Esas pequeñas cosas...

viernes, 20 de abril de 2012

Mucho más que un premio...

"Demos gracias a los hombres y a las mujeres que nos hacen felices  Ellos son los encantadores jardineros que hacen florecer nuestros espíritus". Will Rogers (actor estadounidense).

¿De qué modo mostrarse emocionada por un momento de pequeña gloria sin parecer cursi, infantil o empalagosa?. Siendo de las que celebro hasta cuando toca "lo jugao" en esa Primitiva que mi compañero de fatigas lleva sellando con los mismos números todos los jueves y sábados desde dieciséis años atrás, cómo no sentir gratitud hacia aquellas personas que me han ayudado a ganar este concurso de relatos.

De cuantos coqueteos he tenido con el mundo de los certámenes literarios con "A veces mirando nubes..." es la única ocasión en que he quedado en primer lugar. Como en casi todo, los puestos destacados se me resisten. Tan sólo segundos ó terceros premios en algún concurso infantil, y a las puertas de la selección en algunos más. Así que hoy siento entre mis manos al Planeta de mi vida. "El que no se conforma es porque no quiere", siempre habrá quien diga, convencidos asimismo otros de que algunos contrincantes lo habrán hecho mejor que yo. Tal vez, de haber sido consciente de la repercusión, me hubiese esforzado con otro tipo de relato menos personal. Pero los hilos del destino me han llevado hasta esta tarde contando el humilde bagaje de algunas de mis vivencias.

"El mundo se derrumba y nosotros nos enamoramos", dice la famosa frase de la película Casablanca. Nuestro mundo actual ofrece un panorama poco alentador y yo no puedo evitar estar hoy contenta, pudiera decir emulando la mítica cita.  Algun@s de mis seguidores sois conocidos, a otros me permito llamaros amig@s, sin olvidar a los que forman casi parte de mi familia. También me gustaría que llegara de algún modo un trocito de esas gracias a quienes, bien por recomendaciones de terceros o porque les ha llegado mi historia por cualquier otro cauce,  me han votado y se han molestado en plasmar sus opiniones. Nunca serán suficientes porque, como acertadamente dejó escrito Jean La Bruyere "sólo un exceso es recomendable en el mundo: el exceso de gratitud...". Y, hasta las críticas, que supongo también habrá unas cuantas, espero saber aceptarlas con elegancia.
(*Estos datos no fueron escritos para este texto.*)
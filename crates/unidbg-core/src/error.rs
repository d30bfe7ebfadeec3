//! Host error types.

use std::path::PathBuf;

/// Errors raised by a debugger host while inspecting a process.
#[derive(Debug, thiserror::Error)]
pub enum HostError {
    /// The type is not present in the loaded image.
    #[error("no type named '{name}' in the current image")]
    TypeNotFound { name: String },

    /// The value's storage cannot be viewed as the requested type.
    #[error("cannot cast value of type '{from}' to '{to}'")]
    CastFailed { from: String, to: String },

    /// Memory at the given address is not readable.
    #[error("cannot access memory at address {address:#x} ({length} bytes)")]
    MemoryRead { address: u64, length: usize },

    /// Attempted to dereference the null address.
    #[error("attempt to dereference a null pointer of type '{type_name}'")]
    NullPointer { type_name: String },

    /// Member access on a value that has no such member.
    #[error("type '{type_name}' has no field named '{field}'")]
    NoSuchField { type_name: String, field: String },

    /// A pointer operation was applied to a non-pointer value.
    #[error("value of type '{type_name}' is not a pointer")]
    NotAPointer { type_name: String },

    /// An integer read was applied to a non-integer value.
    #[error("value of type '{type_name}' is not an integer")]
    NotAnInteger { type_name: String },

    /// No variable with this name exists in the image.
    #[error("no symbol \"{name}\" in current context")]
    UnknownSymbol { name: String },

    /// The inspected library did not report a usable version.
    #[error("library version unavailable: {detail}")]
    VersionUnavailable { detail: String },

    /// A process snapshot is structurally invalid.
    #[error("invalid process snapshot: {detail}")]
    InvalidSnapshot { detail: String },

    /// Snapshot file could not be read.
    #[error("cannot read snapshot {path}: {source}")]
    SnapshotIo {
        path: PathBuf,
        #[source]
        source: std::io::Error,
    },

    /// TOML parsing error.
    #[error("TOML parse error: {0}")]
    Toml(#[from] toml::de::Error),
}

/// Result type alias for host operations.
pub type Result<T> = std::result::Result<T, HostError>;
//! Printer for `unitex::UnitexString`, which only holds a pointer to its
//! backing `Ustring`.

use unidbg_core::Host;
use unidbg_registry::{Formatter, RenderContext, Rendered, Result};

use crate::printers::incompatible;
use crate::ustring::NIL;

/// Delegates to whatever formatter renders the backing record.
///
/// The lookup goes through the injected visualizer, so the text is exactly
/// what the backing record would show on its own.
pub struct UnitexStringPrinter<H: Host> {
    data: H::Value,
}

impl<H: Host> UnitexStringPrinter<H> {
    pub const NAME: &'static str = "UnitexString";

    pub fn new(host: &H, value: H::Value) -> Result<Self> {
        let data = host
            .field(&value, "data_")
            .map_err(|e| incompatible(host, &value, Self::NAME, e))?;
        Ok(UnitexStringPrinter { data })
    }
}

impl<H: Host> Formatter<H> for UnitexStringPrinter<H> {
    fn to_display(&self, cx: &RenderContext<'_, H>) -> Result<Rendered<H::Value>> {
        if cx.host.pointer_address(&self.data)? == 0 {
            return Ok(Rendered::Text(NIL.to_string()));
        }
        let backing = cx.host.dereference(&self.data)?;
        match cx.visualizer.find(cx.host, &backing)? {
            Some(formatter) => formatter.to_display(cx),
            None => Ok(Rendered::Value(backing)),
        }
    }
}
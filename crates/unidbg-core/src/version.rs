//! Library version parsing and inclusive version ranges.
//!
//! Wraps the `semver` crate. Versions reported by the inspected library are
//! normalized once to a plain `major.minor.patch` triple; pre-release and
//! build metadata never take part in formatter gating.

use std::fmt;

use crate::error::{HostError, Result};

/// A parsed semantic version.
pub type Version = semver::Version;

/// Parse the version string reported by the inspected library.
///
/// Accepts `"3.3.0"`, `"3.3.0-beta"`, `"v3.3.0"` and the two-component form
/// `"3.3"`. The result only carries the numeric triple.
pub fn parse_library_version(s: &str) -> Result<Version> {
    let trimmed = s.trim();
    let trimmed = trimmed
        .strip_prefix('v')
        .or_else(|| trimmed.strip_prefix('V'))
        .unwrap_or(trimmed);
    if trimmed.is_empty() {
        return Err(HostError::VersionUnavailable {
            detail: "empty version string".to_string(),
        });
    }

    // Split off pre-release/build suffixes before counting components.
    let numeric_end = trimmed.find(['-', '+']).unwrap_or(trimmed.len());
    let (numeric, suffix) = trimmed.split_at(numeric_end);
    let normalized = match numeric.split('.').count() {
        2 => format!("{numeric}.0{suffix}"),
        _ => trimmed.to_string(),
    };

    let parsed = Version::parse(&normalized).map_err(|e| HostError::VersionUnavailable {
        detail: format!("'{s}' is not a version: {e}"),
    })?;
    Ok(Version::new(parsed.major, parsed.minor, parsed.patch))
}

/// An inclusive range of library versions.
#[derive(Debug, Clone, PartialEq, Eq)]
pub struct VersionRange {
    /// Lowest supported version.
    pub min: Version,
    /// Highest supported version.
    pub max: Version,
}

impl VersionRange {
    /// Create a range from two versions. The range is not validated here;
    /// see [`VersionRange::is_valid`].
    pub fn new(min: Version, max: Version) -> Self {
        VersionRange { min, max }
    }

    /// Create a range from `(major, minor, patch)` triples.
    pub fn from_triples(min: (u64, u64, u64), max: (u64, u64, u64)) -> Self {
        VersionRange {
            min: Version::new(min.0, min.1, min.2),
            max: Version::new(max.0, max.1, max.2),
        }
    }

    /// A range that covers every version.
    pub fn any() -> Self {
        VersionRange {
            min: Version::new(0, 0, 0),
            max: Version::new(u64::MAX, u64::MAX, u64::MAX),
        }
    }

    /// Whether `min <= max`.
    pub fn is_valid(&self) -> bool {
        triple(&self.min) <= triple(&self.max)
    }

    /// Check if a version lies within the range (both bounds inclusive).
    pub fn contains(&self, version: &Version) -> bool {
        let v = triple(version);
        triple(&self.min) <= v && v <= triple(&self.max)
    }
}

impl fmt::Display for VersionRange {
    fn fmt(&self, f: &mut fmt::Formatter<'_>) -> fmt::Result {
        if *self == VersionRange::any() {
            return write!(f, "*");
        }
        write!(f, "{}..={}", self.min, self.max)
    }
}

fn triple(v: &Version) -> (u64, u64, u64) {
    (v.major, v.minor, v.patch)
}
//! Single code unit decoding for `unitex::unichar`.

use unidbg_core::Host;
use unidbg_registry::{Formatter, RenderContext, Rendered, Result};

use crate::printers::incompatible;

/// Map one raw code unit to its display character.
///
/// Code units that are not Unicode scalar values on their own (surrogate
/// halves, out-of-range integers) map to U+FFFD.
pub fn decode_scalar_char(unit: u32) -> char {
    char::from_u32(unit).unwrap_or(char::REPLACEMENT_CHARACTER)
}

/// Render one code unit for display inside `quote`-delimited text.
pub fn escape_code_unit(unit: u32, quote: char) -> String {
    match char::from_u32(unit) {
        Some('\\') => "\\\\".to_string(),
        Some(c) if c == quote => format!("\\{c}"),
        Some('\n') => "\\n".to_string(),
        Some('\r') => "\\r".to_string(),
        Some('\t') => "\\t".to_string(),
        Some('\0') => "\\0".to_string(),
        Some(c) if !c.is_control() => c.to_string(),
        _ => format!("\\u{{{unit:04x}}}"),
    }
}

/// Printer for a scalar `unitex::unichar`: `97 'a'`.
pub struct UnicharPrinter<H: Host> {
    value: H::Value,
}

impl<H: Host> UnicharPrinter<H> {
    pub const NAME: &'static str = "unichar";

    pub fn new(host: &H, value: H::Value) -> Result<Self> {
        host.as_integer(&value)
            .map_err(|e| incompatible(host, &value, Self::NAME, e))?;
        Ok(UnicharPrinter { value })
    }
}

impl<H: Host> Formatter<H> for UnicharPrinter<H> {
    fn to_display(&self, cx: &RenderContext<'_, H>) -> Result<Rendered<H::Value>> {
        let raw = cx.host.as_integer(&self.value)?;
        let unit = u32::try_from(raw).map_err(|_| {
            incompatible(cx.host, &self.value, Self::NAME, format!("{raw} is not a code unit"))
        })?;
        Ok(Rendered::Text(format!("{raw} '{}'", escape_code_unit(unit, '\''))))
    }
}

#[cfg(test)]
mod tests {
    use unidbg_core::{ImageValue, ProcessImage};
    use unidbg_registry::FormatError;

    use super::*;
    use crate::fixtures;

    fn render(image: &ProcessImage, value: ImageValue) -> Result<String> {
        let printer = UnicharPrinter::new(image, value)?;
        let cx = RenderContext::without_visualizers(image);
        Ok(printer.to_display(&cx)?.as_text().unwrap_or_default().to_string())
    }

    #[test]
    fn scalar_decode() {
        assert_eq!(decode_scalar_char(97), 'a');
        assert_eq!(decode_scalar_char(0xe9), 'é');
        assert_eq!(decode_scalar_char(0xd800), char::REPLACEMENT_CHARACTER);
    }

    #[test]
    fn renders_code_and_character() {
        let image = fixtures::image();
        let letter = image.variable("letter").unwrap();
        assert_eq!(render(&image, letter).unwrap(), "97 'a'");
    }

    #[test]
    fn renders_control_characters_escaped() {
        let image = fixtures::image();
        let newline = image.variable("newline").unwrap();
        assert_eq!(render(&image, newline).unwrap(), "10 '\\n'");
    }

    #[test]
    fn escapes_depend_on_quote() {
        assert_eq!(escape_code_unit('\'' as u32, '\''), "\\'");
        assert_eq!(escape_code_unit('\'' as u32, '"'), "'");
        assert_eq!(escape_code_unit('"' as u32, '"'), "\\\"");
        assert_eq!(escape_code_unit('\\' as u32, '"'), "\\\\");
        assert_eq!(escape_code_unit(0, '"'), "\\0");
        assert_eq!(escape_code_unit(0x1b, '"'), "\\u{001b}");
        assert_eq!(escape_code_unit(0xdc00, '"'), "\\u{dc00}");
        assert_eq!(escape_code_unit(0x4e2d, '"'), "中");
    }

    #[test]
    fn rejects_non_integer_values() {
        let image = fixtures::image();
        let record = image.variable("greeting").unwrap();
        assert!(matches!(
            render(&image, record),
            Err(FormatError::IncompatibleValue { .. })
        ));
    }
}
Me vais a permitir que mi último párrafo de hoy sea para dos personas especiales alejadas de este universo de Internet. Mis padres. En su mundo sencillo, contemplando esas montañas -de las que  mi amiga Isolina  me reprocha no poder separarme-, no hay cabida para el wi-fi, pero sí para aguantar juntos compartiendo sus recuerdos y disfrutando aún con sus gentes de ese trozo de paraíso que les vio nacer  hace más de ochenta años.

Una amiga siempre me dice que, a la mayoría de las personas, no debemos hacerles saber las cosas buenas que nos pasan. Os podéis figurar por qué. Yo le digo que, para tranquilidad de los que no se alegran de lo bueno, nunca se tiene todo lo que se desea, y hasta es posible que, a veces, cuando nos es concedido, tampoco era eso lo que andábamos buscando. "Si quieres ver a Dios reir, cuéntale tus planes", dicen los creyentes...

Pero, hoy la entrada no podía ser otra porque "la gratitud en silencio no sirve de nada".   (G. B. Stern).


Fotografía : Servidora ante una esas casas con alma (El Infiestu), al final del recorrido de la Senda Verde, en Soto de Agues (Asturias).